Book 9: The Romance of Tristan and Iseult - Published 1945, New York, NY
This is one of those stories that I've read a dozen times, and will probably read a dozen times more. This review is not going to address the story; rather, I will talk about this particular translation.
While this is not my favorite interpretation of Tristan and Iseult, I did enjoy it. It read less like a medieval romance (or indeed, a romance at all) and more like a fairy tale from The Brothers Grimm. As with any Grimm fairy tale, very little detail is given. The language is very plain. I thought it was very interesting to read this epic tale of treachery and battle and adventure and romance and suffering (oh the suffering!) and have the prose remain so stiff and detached throughout. It has the same feel as a Grimm fairy tale... I am especially reminded of "Briar Rose" (aka Sleeping Beauty) where the hedge of thorns that has grown around the castle is described, and it says how many suitors tried to break through the thorny barrier, only to have the thorns hold fast to them, "as it were with hands" and they could not break free. "They died wretchedly," is added almost as an afterthought.
Book 10: Naked Heat by Richard Castle
This is the second novel by the fictional character Richard Castle, which comes from the very awesome tv show Castle. For those who haven't seen the show, it's about a mystery writer who tags along with a homicide detective, seeking inspiration for his new series of books. The first one was entertaining enough that I picked up the second.
For a book supposedly written by a New York Times bestselling author (albeit a fictional one) the writing was pretty sloppy in parts. The writer/editor in me was constantly adjusting syntax and swapping diction in my head. It wasn't sloppy enough to really impact the enjoyability of the story (here's looking at you, Stephenie Meyer!) but it was just bad enough to be noticeable.
The story itself was pretty good. It had an over-the-top pulp fiction detective feel to it that I really dig. Whoever wrote the book did a great job of evoking feelings of that genre without going overboard on it. Mad love to them for it. Also, more love for the Firefly references.

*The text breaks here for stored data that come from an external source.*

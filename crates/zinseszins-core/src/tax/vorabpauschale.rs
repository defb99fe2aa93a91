use rust_decimal::Decimal;
use rust_decimal_macros::dec;
use serde::{Deserialize, Serialize};

use super::capital_gains::compute_tax;
use super::config::TaxConfig;
use super::ledger::AccountState;
use crate::types::{Money, Rate, Year};

/// Share of the Basiszins-yield that is taxed (§ 18 InvStG).
pub const BASISERTRAG_FACTOR: Rate = dec!(0.7);

/// Per-year Vorabpauschale breakdown attached to each simulation result.
#[derive(Debug, Clone, Default, PartialEq, Serialize, Deserialize)]
pub struct VorabpauschaleDetails {
    pub basiszins: Rate,
    pub basisertrag: Money,
    /// Appreciation of the holding over the year.
    pub actual_gain: Money,
    pub vorabpauschale: Money,
    pub tax_owed: Money,
    pub freibetrag_used: Money,
    pub months_held: u32,
}

/// Deemed income of an accumulating fund for one year.
///
/// `basisertrag = start_value * basiszins * 0.7 * months / 12`, zero when the
/// Basiszins is not positive; the Vorabpauschale is the Basisertrag capped at
/// the actual gain and never negative. The amount is taxed like a realized
/// gain through the shared ledger.
pub fn calculate_vorabpauschale(
    start_value: Money,
    end_value: Money,
    basiszins: Rate,
    months_held: u32,
    year: Year,
    config: &TaxConfig,
    state: &mut AccountState,
) -> VorabpauschaleDetails {
    let months = months_held.min(12);
    let basisertrag = if basiszins <= Decimal::ZERO || start_value <= Decimal::ZERO {
        Decimal::ZERO
    } else {
        start_value * basiszins * BASISERTRAG_FACTOR * Decimal::from(months) / dec!(12)
    };
    let actual_gain = end_value - start_value;
    let vorabpauschale = basisertrag.min(actual_gain.max(Decimal::ZERO));

    let (tax_owed, freibetrag_used) = if vorabpauschale > Decimal::ZERO {
        let tax = compute_tax(vorabpauschale, year, config, state);
        (tax.tax_owed, tax.freibetrag_used)
    } else {
        (Decimal::ZERO, Decimal::ZERO)
    };

    VorabpauschaleDetails {
        basiszins,
        basisertrag,
        actual_gain,
        vorabpauschale,
        tax_owed,
        freibetrag_used,
        months_held: months,
    }
}
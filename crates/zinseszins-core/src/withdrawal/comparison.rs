use rust_decimal::Decimal;
use serde::{Deserialize, Serialize};
use std::cmp::Ordering;
use std::time::Instant;

use super::segments::WithdrawalSegment;
use super::simulate::{
    run_withdrawal, segment_returns, validate_segmented_withdrawal, validate_withdrawal, WithdrawalInput,
    WithdrawalOutput,
};
use super::strategy::WithdrawalStrategyConfig;
use crate::error::{EngineError, ValidationIssue};
use crate::tax::AccountState;
use crate::types::{with_metadata, ComputationOutput, Money};
use crate::EngineResult;

// ---------------------------------------------------------------------------
// Types
// ---------------------------------------------------------------------------

#[derive(Debug, Clone, Copy, Default, PartialEq, Eq, Serialize, Deserialize)]
#[serde(rename_all = "snake_case")]
pub enum RankingCriterion {
    #[default]
    FinalCapital,
    TotalWithdrawal,
    /// Longest-lasting first; never depleted beats any finite duration.
    Duration,
}

/// What a candidate runs against the shared starting capital.
#[derive(Debug, Clone, Serialize, Deserialize)]
#[serde(tag = "type", rename_all = "snake_case")]
pub enum CandidatePlan {
    /// One strategy over the base horizon and base returns.
    Strategy { strategy: WithdrawalStrategyConfig },
    /// A complete segmented plan; it must span the base horizon.
    Segmented { segments: Vec<WithdrawalSegment> },
}

#[derive(Debug, Clone, Serialize, Deserialize)]
pub struct StrategyCandidate {
    /// Display name; derived from the strategy or segments when absent.
    #[serde(default)]
    pub name: Option<String>,
    #[serde(flatten)]
    pub plan: CandidatePlan,
}

impl StrategyCandidate {
    pub fn single(name: impl Into<String>, strategy: WithdrawalStrategyConfig) -> Self {
        Self {
            name: Some(name.into()),
            plan: CandidatePlan::Strategy { strategy },
        }
    }

    pub fn segmented(name: impl Into<String>, segments: Vec<WithdrawalSegment>) -> Self {
        Self {
            name: Some(name.into()),
            plan: CandidatePlan::Segmented { segments },
        }
    }

    fn label(&self) -> String {
        if let Some(name) = &self.name {
            return name.clone();
        }
        match &self.plan {
            CandidatePlan::Strategy { strategy } => strategy.label(),
            CandidatePlan::Segmented { segments } => segments
                .iter()
                .map(|s| if s.name.is_empty() { s.id.as_str() } else { s.name.as_str() })
                .collect::<Vec<_>>()
                .join(" + "),
        }
    }
}

/// Several strategies or segmented plans run against the same starting
/// capital, tax setup and horizon. Strategy candidates share one return
/// path from `base.returns`; segmented candidates use their segments'
/// return models. `base.strategy` is ignored.
#[derive(Debug, Clone, Serialize, Deserialize)]
pub struct ComparisonInput {
    pub base: WithdrawalInput,
    pub strategies: Vec<StrategyCandidate>,
    #[serde(default)]
    pub rank_by: RankingCriterion,
}

#[derive(Debug, Clone, PartialEq, Serialize, Deserialize)]
pub struct StrategyComparison {
    pub rank: usize,
    pub strategy: String,
    pub final_capital: Money,
    pub total_withdrawal: Money,
    pub average_annual_withdrawal: Money,
    pub duration_years: Option<u32>,
    pub duration: String,
}

#[derive(Debug, Clone, Serialize, Deserialize)]
pub struct ComparisonOutput {
    pub rank_by: RankingCriterion,
    pub results: Vec<StrategyComparison>,
}

// ---------------------------------------------------------------------------
// Validation
// ---------------------------------------------------------------------------

pub fn validate_comparison(input: &ComparisonInput) -> Vec<ValidationIssue> {
    let mut issues: Vec<ValidationIssue> = Vec::new();
    if input.strategies.is_empty() {
        issues.push(ValidationIssue::new(
            "strategies",
            "Mindestens eine Strategie ist erforderlich.",
        ));
    }
    let mut push = |issue: ValidationIssue| {
        if !issues.contains(&issue) {
            issues.push(issue);
        }
    };
    for (i, candidate) in input.strategies.iter().enumerate() {
        match &candidate.plan {
            CandidatePlan::Strategy { strategy } => {
                let run = WithdrawalInput {
                    strategy: strategy.clone(),
                    ..input.base.clone()
                };
                for mut issue in validate_withdrawal(&run) {
                    if issue.field.starts_with("strategy") {
                        issue.field = format!("strategies[{i}].{}", issue.field);
                    }
                    push(issue);
                }
            }
            CandidatePlan::Segmented { segments } => {
                let mut base = input.base.to_segmented();
                base.segments = segments.clone();
                for mut issue in validate_segmented_withdrawal(&base, Some(input.base.start_year)) {
                    if issue.field.starts_with("segments") {
                        issue.field = format!("strategies[{i}].{}", issue.field);
                    }
                    push(issue);
                }
                if let Some(last) = segments.last() {
                    if last.end_year != input.base.end_year {
                        push(ValidationIssue::new(
                            format!("strategies[{i}].segments[{}].end_year", segments.len() - 1),
                            format!("Letztes Segment muss {} enden.", input.base.end_year),
                        ));
                    }
                }
            }
        }
    }
    issues
}

// ---------------------------------------------------------------------------
// Core function
// ---------------------------------------------------------------------------

/// Run each candidate independently and rank the summaries. Ties keep input
/// order.
pub fn compare_strategies(input: &ComparisonInput) -> EngineResult<ComputationOutput<ComparisonOutput>> {
    let start = Instant::now();
    EngineError::from_issues(validate_comparison(input))?;

    // one return path for all strategy candidates so only the strategy differs
    let base = input.base.to_segmented();
    let shared_returns = segment_returns(&base.segments)?;

    let mut results = Vec::with_capacity(input.strategies.len());
    for candidate in &input.strategies {
        let mut plan = base.clone();
        let output = match &candidate.plan {
            CandidatePlan::Strategy { strategy } => {
                for segment in &mut plan.segments {
                    segment.strategy = strategy.clone();
                }
                run_withdrawal(&plan, &shared_returns, &mut AccountState::new())?
            }
            CandidatePlan::Segmented { segments } => {
                plan.segments = segments.clone();
                let returns = segment_returns(&plan.segments)?;
                run_withdrawal(&plan, &returns, &mut AccountState::new())?
            }
        };
        results.push(summarize_run(candidate.label(), &output));
    }

    rank(&mut results, input.rank_by);

    let elapsed = start.elapsed().as_micros() as u64;
    Ok(with_metadata(
        "Withdrawal comparison (identical starting capital, independent tax state)",
        &serde_json::json!({
            "strategies": input.strategies.len(),
            "rank_by": input.rank_by,
            "start_capital": input.base.start_capital.to_string(),
        }),
        Vec::new(),
        elapsed,
        ComparisonOutput {
            rank_by: input.rank_by,
            results,
        },
    ))
}

fn summarize_run(strategy: String, output: &WithdrawalOutput) -> StrategyComparison {
    let years = output.years.len();
    let average_annual_withdrawal = if years > 0 {
        output.total_withdrawn / Decimal::from(years as u64)
    } else {
        Decimal::ZERO
    };
    StrategyComparison {
        rank: 0,
        strategy,
        final_capital: output.final_capital,
        total_withdrawal: output.total_withdrawn,
        average_annual_withdrawal,
        duration_years: output.duration_years,
        duration: output.duration_label.clone(),
    }
}

/// Sort best-first by `criterion` (stable) and assign 1-based ranks.
pub fn rank(results: &mut [StrategyComparison], criterion: RankingCriterion) {
    results.sort_by(|a, b| compare(b, a, criterion));
    for (i, r) in results.iter_mut().enumerate() {
        r.rank = i + 1;
    }
}

fn compare(a: &StrategyComparison, b: &StrategyComparison, criterion: RankingCriterion) -> Ordering {
    match criterion {
        RankingCriterion::FinalCapital => a.final_capital.cmp(&b.final_capital),
        RankingCriterion::TotalWithdrawal => a.total_withdrawal.cmp(&b.total_withdrawal),
        RankingCriterion::Duration => match (a.duration_years, b.duration_years) {
            (None, None) => Ordering::Equal,
            (None, Some(_)) => Ordering::Greater,
            (Some(_), None) => Ordering::Less,
            (Some(x), Some(y)) => x.cmp(&y),
        },
    }
}

#[cfg(test)]
mod tests {
    use super::*;
    use crate::costs::WithdrawalCosts;
    use crate::returns::ReturnConfig;
    use crate::tax::{BasiszinsTable, TaxConfig};
    use crate::types::{Rate, Year};
    use rust_decimal_macros::dec;

    fn default_input() -> ComparisonInput {
        ComparisonInput {
            base: WithdrawalInput {
                start_capital: dec!(500_000),
                cost_basis: None,
                start_year: 2040,
                end_year: 2069,
                strategy: WithdrawalStrategyConfig::FixedPercent { rate: dec!(0.04) },
                returns: ReturnConfig::Fixed { rate: dec!(0.03) },
                inflation: None,
                income_tax_rate: None,
                tax: TaxConfig::default(),
                basiszins: BasiszinsTable::empty(),
                costs: WithdrawalCosts::default(),
            },
            strategies: vec![
                StrategyCandidate::single("3%", WithdrawalStrategyConfig::FixedPercent { rate: dec!(0.03) }),
                StrategyCandidate::single("5%", WithdrawalStrategyConfig::FixedPercent { rate: dec!(0.05) }),
                StrategyCandidate::single(
                    "monatlich",
                    WithdrawalStrategyConfig::FixedMonthly {
                        monthly_amount: dec!(4000),
                        guardrails: None,
                    },
                ),
            ],
            rank_by: RankingCriterion::FinalCapital,
        }
    }

    fn two_phase(id: &str, early_rate: Rate, late_rate: Rate) -> Vec<WithdrawalSegment> {
        let segment = |suffix: &str, start: Year, end: Year, rate: Rate| WithdrawalSegment {
            id: format!("{id}-{suffix}"),
            name: String::new(),
            start_year: start,
            end_year: end,
            strategy: WithdrawalStrategyConfig::FixedPercent { rate },
            return_config: ReturnConfig::Fixed { rate: dec!(0.03) },
            inflation: None,
            income_tax_rate: None,
            steuer_reduziert_endkapital: true,
        };
        vec![
            segment("early", 2040, 2054, early_rate),
            segment("late", 2055, 2069, late_rate),
        ]
    }

    #[test]
    fn test_rank_by_final_capital() {
        let out = compare_strategies(&default_input()).unwrap().result;
        let names: Vec<_> = out.results.iter().map(|r| r.strategy.as_str()).collect();
        assert_eq!(names, vec!["3%", "5%", "monatlich"]);
        assert_eq!(out.results[0].rank, 1);
        assert!(out.results[2].duration_years.is_some());
    }

    #[test]
    fn test_rank_by_total_withdrawal() {
        let mut input = default_input();
        input.rank_by = RankingCriterion::TotalWithdrawal;
        let out = compare_strategies(&input).unwrap().result;
        for pair in out.results.windows(2) {
            assert!(pair[0].total_withdrawal >= pair[1].total_withdrawal);
        }
    }

    #[test]
    fn test_rank_by_duration_prefers_unlimited() {
        let mut input = default_input();
        input.rank_by = RankingCriterion::Duration;
        let out = compare_strategies(&input).unwrap().result;
        assert_eq!(out.results[0].duration, "unbegrenzt");
        assert_eq!(out.results[2].strategy, "monatlich");
    }

    #[test]
    fn test_ties_keep_input_order() {
        let mut input = default_input();
        input.strategies = vec![
            StrategyCandidate::single("a", WithdrawalStrategyConfig::FixedPercent { rate: dec!(0.04) }),
            StrategyCandidate::single("b", WithdrawalStrategyConfig::FixedPercent { rate: dec!(0.04) }),
        ];
        let out = compare_strategies(&input).unwrap().result;
        assert_eq!(out.results[0].strategy, "a");
        assert_eq!(out.results[1].strategy, "b");
    }

    #[test]
    fn test_empty_candidate_list_rejected() {
        let mut input = default_input();
        input.strategies.clear();
        assert!(matches!(
            compare_strategies(&input),
            Err(EngineError::InvalidConfiguration(_))
        ));
    }

    #[test]
    fn test_rank_segmented_plans() {
        let mut input = default_input();
        input.strategies = vec![
            StrategyCandidate::segmented("offensiv", two_phase("off", dec!(0.06), dec!(0.04))),
            StrategyCandidate::segmented("vorsichtig", two_phase("vor", dec!(0.03), dec!(0.03))),
        ];
        let out = compare_strategies(&input).unwrap().result;
        assert_eq!(out.results[0].strategy, "vorsichtig");
        assert_eq!(out.results[0].rank, 1);
        assert_eq!(out.results[1].strategy, "offensiv");
        assert!(out.results[0].final_capital > out.results[1].final_capital);
        // 500000 * (0.97 * 1.03)^30
        let expected = dec!(500_000) * crate::math::compound(dec!(-0.0009), 30);
        assert!((out.results[0].final_capital - expected).abs() < dec!(0.0001));
    }

    #[test]
    fn test_segmented_and_single_candidates_ranked_together() {
        let mut input = default_input();
        input.strategies = vec![
            StrategyCandidate::single("5%", WithdrawalStrategyConfig::FixedPercent { rate: dec!(0.05) }),
            StrategyCandidate {
                name: None,
                plan: CandidatePlan::Segmented {
                    segments: two_phase("vor", dec!(0.03), dec!(0.03)),
                },
            },
        ];
        let out = compare_strategies(&input).unwrap().result;
        assert_eq!(out.results[0].strategy, "vor-early + vor-late");
        assert_eq!(out.results[1].strategy, "5%");
    }

    #[test]
    fn test_segmented_candidate_must_span_horizon() {
        let mut input = default_input();
        let mut segments = two_phase("kurz", dec!(0.03), dec!(0.03));
        segments[1].end_year = 2060;
        input.strategies = vec![StrategyCandidate::segmented("kurz", segments)];
        match compare_strategies(&input) {
            Err(EngineError::InvalidConfiguration(issues)) => {
                assert_eq!(issues.len(), 1);
                assert_eq!(issues[0].field, "strategies[0].segments[1].end_year");
            }
            other => panic!("expected InvalidConfiguration, got {other:?}"),
        }
    }

    #[test]
    fn test_segmented_candidate_json_shape() {
        let json = serde_json::json!({
            "name": "zwei Phasen",
            "type": "segmented",
            "segments": two_phase("json", dec!(0.04), dec!(0.03)),
        });
        let candidate: StrategyCandidate = serde_json::from_value(json).unwrap();
        assert!(matches!(candidate.plan, CandidatePlan::Segmented { ref segments } if segments.len() == 2));
    }
}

Books 11 and 11.5: Woe is I: The Grammarphobe's Guide to Better English in Plain English and Words Fail Me: What Everyone Who Writes Should Know About Writing, both by Patricia T O'Conner
These were both pretty quick reads so I'm bundling them together in one review. As a writer, I am always looking for ways to improve my writing. The primary way I do this is by reading as much as I can. Occasionally I'll read books that are actually about writing.
Words Fail Me was, for the most part, unhelpful. The first section of the book focused on the methods for writing, overcoming writer's block, etc etc. I've already got my methods down, so that didn't do anything for me. The rest of the book focused on a lot of the nitty-gritty writing details of writing. Clarity, sentence structure, using strong verbs, so on and so forth. It's mostly things that I knew already, but it's good to be refreshed every once in a while. And as for the few things I hadn't realized, well, any improvement is welcome, no matter how small.
Woe Is I focuses exclusively on grammar. I am in kind of an odd position when it comes to grammar. I was never formally taught anything about grammar in all of my years of schooling. However, I am and have always been an avid reader and, as a result of learning grammar only by reading properly constructed sentences, my grasp of grammar is based solely on what "sounds right" to me as opposed to any of the rules or reasons behind it. So, it's intersting to me to read about why a correctly structured sentence is correct.
Both books were written with a straightforward attitude, a dash of humor, and (obviously) grammatically correct sentences abound.